Task to carry out -> Output each entry exactly as written.

Records for the task ->
──────────

//! Immutable experiment configuration handed to the problem resolver.

use serde::{Deserialize, Serialize};
use std::path::PathBuf;

use crate::errors::{BenchResult, ConfigError};
use crate::kinds::{CapitalType, TimeDistribution};

/// Trial count forced by debug mode.
pub const DEBUG_NUM_TRIALS: usize = 3;
/// Capital forced by debug mode.
pub const DEBUG_MAX_CAPITAL: f64 = 10.0;

/// Filesystem locations used by process-isolated optimizers.
///
/// These differ per machine, so they are always supplied by configuration.
#[derive(Debug, Clone, PartialEq, Eq, Serialize, Deserialize)]
pub struct ExternalProcessPaths {
    /// Root under which one experiment directory per study lives.
    pub exp_root: PathBuf,
    /// Installed package directory of the external optimizer.
    pub pkg_dir: PathBuf,
}

impl ExternalProcessPaths {
    pub fn new(exp_root: impl Into<PathBuf>, pkg_dir: impl Into<PathBuf>) -> Self {
        Self {
            exp_root: exp_root.into(),
            pkg_dir: pkg_dir.into(),
        }
    }

    /// Experiment directory for a study; the suffix after the first hyphen is dropped.
    pub fn exp_dir(&self, study_name: &str) -> PathBuf {
        self.exp_root.join(study_prefix(study_name))
    }
}

/// Part of a study name before the first hyphen (`"hartmann6-debug"` -> `"hartmann6"`).
pub fn study_prefix(study_name: &str) -> &str {
    study_name.split('-').next().unwrap_or(study_name)
}

/// Top-level configuration for one benchmark invocation.
#[derive(Debug, Clone, PartialEq, Serialize, Deserialize)]
#[serde(default)]
pub struct ExperimentConfig {
    /// Study to benchmark (e.g. "park2", "hartmann6").
    pub study_name: String,

    /// Fast-iteration mode: forces a handful of trials on a tiny budget.
    pub debug: bool,

    /// Whether evaluations are corrupted with Gaussian noise.
    pub noisy_evals: bool,

    /// Number of independent trials per method.
    pub num_trials: usize,

    /// Capital available to each trial.
    pub max_capital: f64,

    /// Number of simulated parallel workers.
    pub num_workers: usize,

    /// Time distribution recorded on the problem.
    pub time_distro: TimeDistribution,

    /// Cost model the worker manager is built with.
    pub worker_cost_model: TimeDistribution,

    /// Directory results are written into.
    pub save_results_dir: PathBuf,

    /// Method identifiers to benchmark, in reporting order.
    pub methods: Vec<String>,

    /// Unit in which capital is measured.
    pub capital_type: CapitalType,

    /// Use the study's initial-pool size instead of starting from an empty pool.
    pub use_initial_pool: bool,

    /// Reporter sink kind ("default" or "silent").
    pub reporter: String,

    /// Seed for evaluation noise and simulated worker timings.
    pub noise_seed: Option<u64>,

    /// Paths for process-isolated optimizers.
    pub external: Option<ExternalProcessPaths>,
}

impl Default for ExperimentConfig {
    fn default() -> Self {
        Self {
            study_name: "park2".to_string(),
            debug: false,
            noisy_evals: false,
            num_trials: 20,
            max_capital: 200.0,
            num_workers: 1,
            time_distro: TimeDistribution::Const,
            worker_cost_model: TimeDistribution::CallerEvalCost,
            save_results_dir: PathBuf::from("results"),
            methods: vec!["rand".to_string(), "dragonfly".to_string()],
            capital_type: CapitalType::ReturnValue,
            use_initial_pool: false,
            reporter: "default".to_string(),
            noise_seed: None,
            external: None,
        }
    }
}

impl ExperimentConfig {
    pub fn new(study_name: impl Into<String>) -> Self {
        Self {
            study_name: study_name.into(),
            ..Self::default()
        }
    }

    pub fn with_debug(mut self, debug: bool) -> Self {
        self.debug = debug;
        self
    }

    pub fn with_noise(mut self, noisy: bool) -> Self {
        self.noisy_evals = noisy;
        self
    }

    pub fn with_trials(mut self, n: usize) -> Self {
        self.num_trials = n;
        self
    }

    pub fn with_capital(mut self, capital: f64) -> Self {
        self.max_capital = capital;
        self
    }

    pub fn with_workers(mut self, n: usize) -> Self {
        self.num_workers = n;
        self
    }

    pub fn with_time_distro(mut self, distro: TimeDistribution) -> Self {
        self.time_distro = distro;
        self
    }

    pub fn with_save_dir(mut self, dir: impl Into<PathBuf>) -> Self {
        self.save_results_dir = dir.into();
        self
    }

    pub fn with_methods<I, S>(mut self, methods: I) -> Self
    where
        I: IntoIterator<Item = S>,
        S: Into<String>,
    {
        self.methods = methods.into_iter().map(Into::into).collect();
        self
    }

    pub fn with_reporter(mut self, kind: impl Into<String>) -> Self {
        self.reporter = kind.into();
        self
    }

    pub fn with_seed(mut self, seed: u64) -> Self {
        self.noise_seed = Some(seed);
        self
    }

    pub fn with_external(mut self, paths: ExternalProcessPaths) -> Self {
        self.external = Some(paths);
        self
    }

    /// Trial count after the debug override.
    pub fn effective_trials(&self) -> usize {
        if self.debug {
            DEBUG_NUM_TRIALS
        } else {
            self.num_trials
        }
    }

    /// Capital after the debug override.
    pub fn effective_capital(&self) -> f64 {
        if self.debug {
            DEBUG_MAX_CAPITAL
        } else {
            self.max_capital
        }
    }

    /// File-name prefix for saved results.
    pub fn save_file_prefix(&self) -> String {
        if self.debug {
            format!("{}-debug", self.study_name)
        } else {
            self.study_name.clone()
        }
    }

    /// Reject settings no resolution could honour.
    pub fn validate(&self) -> BenchResult<()> {
        let invalid = |message: String| Err(ConfigError::Invalid { message }.into());

        if self.study_name.is_empty() {
            return invalid("study_name must not be empty".to_string());
        }
        if self.num_workers == 0 {
            return invalid("num_workers must be at least 1".to_string());
        }
        if !self.debug {
            if self.num_trials == 0 {
                return invalid("num_trials must be at least 1".to_string());
            }
            if !self.max_capital.is_finite() || self.max_capital <= 0.0 {
                return invalid(format!(
                    "max_capital must be positive and finite, got {}",
                    self.max_capital
                ));
            }
        }
        if self.methods.is_empty() {
            return invalid("at least one method must be requested".to_string());
        }
        Ok(())
    }
}
//! # sb-methods
//!
//! Optimization methods known to synbench and the [`MethodConfigurator`]
//! that turns a list of method identifiers into per-method option records
//! for a resolved problem.

pub mod configurator;
pub mod method;
pub mod options;
pub mod tpe;

pub use configurator::{MethodConfigurator, MethodOptionRecord, MethodOptions, MethodOverrides};
pub use method::MethodKind;
pub use options::{gp_bandit_option_schema, load_options, OptionSpec, OptionValue};
#[cfg(feature = "tpe")]
pub use tpe::ParzenBackend;
pub use tpe::{
    default_backend, Observation, SpaceConstructor, TpeAlgorithm, TpeBackend, UniformSpace,
};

──────────

Result below ->
//! Immutable experiment configuration handed to the problem resolver.

use serde::{Deserialize, Serialize};
use std::path::PathBuf;

use crate::errors::{BenchResult, ConfigError};
use crate::kinds::{CapitalType, TimeDistribution};

/// Trial count forced by debug mode.
pub const DEBUG_NUM_TRIALS: usize = 3;
/// Capital forced by debug mode.
pub const DEBUG_MAX_CAPITAL: f64 = 10.0;

/// Filesystem locations used by process-isolated optimizers.
///
/// These differ per machine, so they are always supplied by configuration.
#[derive(Debug, Clone, PartialEq, Eq, Serialize, Deserialize)]
pub struct ExternalProcessPaths {
    /// Root under which one experiment directory per study lives.
    pub exp_root: PathBuf,
    /// Installed package directory of the external optimizer.
    pub pkg_dir: PathBuf,
}

impl ExternalProcessPaths {
    pub fn new(exp_root: impl Into<PathBuf>, pkg_dir: impl Into<PathBuf>) -> Self {
        Self {
            exp_root: exp_root.into(),
            pkg_dir: pkg_dir.into(),
        }
    }

    /// Experiment directory for a study; the suffix after the first hyphen is dropped.
    pub fn exp_dir(&self, study_name: &str) -> PathBuf {
        self.exp_root.join(study_prefix(study_name))
    }
}

/// Part of a study name before the first hyphen (`"hartmann6-debug"` -> `"hartmann6"`).
pub fn study_prefix(study_name: &str) -> &str {
    study_name.split('-').next().unwrap_or(study_name)
}

/// Top-level configuration for one benchmark invocation.
#[derive(Debug, Clone, PartialEq, Serialize, Deserialize)]
#[serde(default)]
pub struct ExperimentConfig {
    /// Study to benchmark (e.g. "park2", "hartmann6").
    pub study_name: String,

    /// Fast-iteration mode: forces a handful of trials on a tiny budget.
    pub debug: bool,

    /// Whether evaluations are corrupted with Gaussian noise.
    pub noisy_evals: bool,

    /// Number of independent trials per method.
    pub num_trials: usize,

    /// Capital available to each trial.
    pub max_capital: f64,

    /// Number of simulated parallel workers.
    pub num_workers: usize,

    /// Time distribution recorded on the problem.
    pub time_distro: TimeDistribution,

    /// Cost model the worker manager is built with.
    pub worker_cost_model: TimeDistribution,

    /// Directory results are written into.
    pub save_results_dir: PathBuf,

    /// Method identifiers to benchmark, in reporting order.
    pub methods: Vec<String>,

    /// Unit in which capital is measured.
    pub capital_type: CapitalType,

    /// Use the study's initial-pool size instead of starting from an empty pool.
    pub use_initial_pool: bool,

    /// Reporter sink kind ("default" or "silent").
    pub reporter: String,

    /// Seed for evaluation noise and simulated worker timings.
    pub noise_seed: Option<u64>,

    /// Paths for process-isolated optimizers.
    pub external: Option<ExternalProcessPaths>,
}

impl Default for ExperimentConfig {
    fn default() -> Self {
        Self {
            study_name: "park2".to_string(),
            debug: false,
            noisy_evals: false,
            num_trials: 20,
            max_capital: 200.0,
            num_workers: 1,
            time_distro: TimeDistribution::Const,
            worker_cost_model: TimeDistribution::CallerEvalCost,
            save_results_dir: PathBuf::from("results"),
            methods: vec!["rand".to_string(), "dragonfly".to_string()],
            capital_type: CapitalType::ReturnValue,
            use_initial_pool: false,
            reporter: "default".to_string(),
            noise_seed: None,
            external: None,
        }
    }
}

impl ExperimentConfig {
    pub fn new(study_name: impl Into<String>) -> Self {
        Self {
            study_name: study_name.into(),
            ..Self::default()
        }
    }

    pub fn with_debug(mut self, debug: bool) -> Self {
        self.debug = debug;
        self
    }

    pub fn with_noise(mut self, noisy: bool) -> Self {
        self.noisy_evals = noisy;
        self
    }

    pub fn with_trials(mut self, n: usize) -> Self {
        self.num_trials = n;
        self
    }

    pub fn with_capital(mut self, capital: f64) -> Self {
        self.max_capital = capital;
        self
    }

    pub fn with_workers(mut self, n: usize) -> Self {
        self.num_workers = n;
        self
    }

    pub fn with_time_distro(mut self, distro: TimeDistribution) -> Self {
        self.time_distro = distro;
        self
    }

    pub fn with_save_dir(mut self, dir: impl Into<PathBuf>) -> Self {
        self.save_results_dir = dir.into();
        self
    }

    pub fn with_methods<I, S>(mut self, methods: I) -> Self
    where
        I: IntoIterator<Item = S>,
        S: Into<String>,
    {
        self.methods = methods.into_iter().map(Into::into).collect();
        self
    }

    pub fn with_reporter(mut self, kind: impl Into<String>) -> Self {
        self.reporter = kind.into();
        self
    }

    pub fn with_seed(mut self, seed: u64) -> Self {
        self.noise_seed = Some(seed);
        self
    }

    pub fn with_external(mut self, paths: ExternalProcessPaths) -> Self {
        self.external = Some(paths);
        self
    }

    /// Trial count after the debug override.
    pub fn effective_trials(&self) -> usize {
        if self.debug {
            DEBUG_NUM_TRIALS
        } else {
            self.num_trials
        }
    }

    /// Capital after the debug override.
    pub fn effective_capital(&self) -> f64 {
        if self.debug {
            DEBUG_MAX_CAPITAL
        } else {
            self.max_capital
        }
    }

    /// File-name prefix for saved results.
    pub fn save_file_prefix(&self) -> String {
        if self.debug {
            format!("{}-debug", self.study_name)
        } else {
            self.study_name.clone()
        }
    }

    /// Reject settings no resolution could honour.
    pub fn validate(&self) -> BenchResult<()> {
        let invalid = |message: String| Err(ConfigError::Invalid { message }.into());

        if self.study_name.is_empty() {
            return invalid("study_name must not be empty".to_string());
        }
        if self.num_workers == 0 {
            return invalid("num_workers must be at least 1".to_string());
        }
        if !self.debug {
            if self.num_trials == 0 {
                return invalid("num_trials must be at least 1".to_string());
            }
            if !self.max_capital.is_finite() || self.max_capital <= 0.0 {
                return invalid(format!(
                    "max_capital must be positive and finite, got {}",
                    self.max_capital
                ));
            }
        }
        if self.methods.is_empty() {
            return invalid("at least one method must be requested".to_string());
        }
        Ok(())
    }
}
//! # sb-methods
//!
//! Optimization methods known to synbench and the [`MethodConfigurator`]
//! that turns a list of method identifiers into per-method option records
//! for a resolved problem.

pub mod configurator;
pub mod method;
pub mod options;
pub mod tpe;

pub use configurator::{MethodConfigurator, MethodOptionRecord, MethodOptions, MethodOverrides};
pub use method::MethodKind;
pub use options::{gp_bandit_option_schema, load_options, OptionSpec, OptionValue};
#[cfg(feature = "tpe")]
pub use tpe::ParzenBackend;
pub use tpe::{
    default_backend, Observation, SpaceConstructor, TpeAlgorithm, TpeBackend, UniformSpace,
};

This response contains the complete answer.